The bloodletting over the 24-hour period amounted to one of the worst spasms of violence since the Americans toppled Saddam Hussein in 2003.

The wave of revenge attacks in Baghdad came despite a traffic ban the Iraqi government had imposed across the capital starting Thursday evening. Most of Baghdad remained quiet today, with children playing soccer in the empty streets, but the attacks nevertheless underscored the ineffectiveness of the Iraqi security forces in tamping down on violence that is widening the Sunni-Shiite sectarian divide and pushing the country toward full-scale civil war.

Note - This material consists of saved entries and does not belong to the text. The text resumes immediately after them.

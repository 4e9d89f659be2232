use super::{exchange_framed, DnsTransport, Endpoint, TransportResponse};
use async_trait::async_trait;
use rustls::pki_types::ServerName;
use sluice_dns_domain::DomainError;
use std::sync::Arc;
use std::time::Duration;
use tokio::net::TcpStream;
use tokio_rustls::TlsConnector;
use tracing::debug;

/// DNS over TLS (RFC 7858), a fresh session per query.
pub struct TlsTransport {
    endpoint: Arc<Endpoint>,
    server_name: ServerName<'static>,
    connector: TlsConnector,
}

impl TlsTransport {
    pub fn new(
        endpoint: Arc<Endpoint>,
        hostname: &str,
        config: Arc<rustls::ClientConfig>,
    ) -> Result<Self, DomainError> {
        let server_name = ServerName::try_from(hostname.to_string()).map_err(|e| {
            DomainError::InvalidUpstream(format!("Invalid TLS server name '{}': {}", hostname, e))
        })?;

        Ok(Self {
            endpoint,
            server_name,
            connector: TlsConnector::from(config),
        })
    }
}

#[async_trait]
impl DnsTransport for TlsTransport {
    async fn send(
        &self,
        message_bytes: &[u8],
        timeout: Duration,
    ) -> Result<TransportResponse, DomainError> {
        let server_addr = self.endpoint.first_addr().await?;

        let tcp = tokio::time::timeout(timeout, TcpStream::connect(server_addr))
            .await
            .map_err(|_| DomainError::Network(format!("Timeout connecting to {}", server_addr)))?
            .map_err(|e| {
                DomainError::Network(format!("Failed to connect to {}: {}", server_addr, e))
            })?;

        let mut stream = tokio::time::timeout(
            timeout,
            self.connector.connect(self.server_name.clone(), tcp),
        )
        .await
        .map_err(|_| DomainError::Network(format!("TLS handshake with {} timed out", server_addr)))?
        .map_err(|e| {
            DomainError::Network(format!("TLS handshake with {} failed: {}", server_addr, e))
        })?;

        let bytes = exchange_framed(&mut stream, message_bytes, timeout, self.endpoint.host()).await?;
        debug!(server = %server_addr, bytes_received = bytes.len(), "DoT response received");

        Ok(TransportResponse {
            bytes,
            protocol_used: "TLS",
        })
    }

    fn protocol_name(&self) -> &'static str {
        "TLS"
    }
}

The assaults against Sunnis today evoked the rampages by Shiite gunmen that took place in the hours after a revered Shiite shrine was bombed by insurgents last February in Samarra.

The Sunni guerrillas can block the highways, but they cannot stop the Shia in or out of Baghdad. The Sadrists are the single most powerful block in Iraq.

Sadr has decided to confront the US, but in a clever way. If Maliki doesn't show up or Bush cancels, he's seen as the man behind the government. If he does, Maliki might as well travel back with Bush because he's a dead man in Iraq.

But Sadr knows if Maliki doesn't meet with Bush, any rational for staying in Iraq ends. No matter what any pentagon option or Baker report says.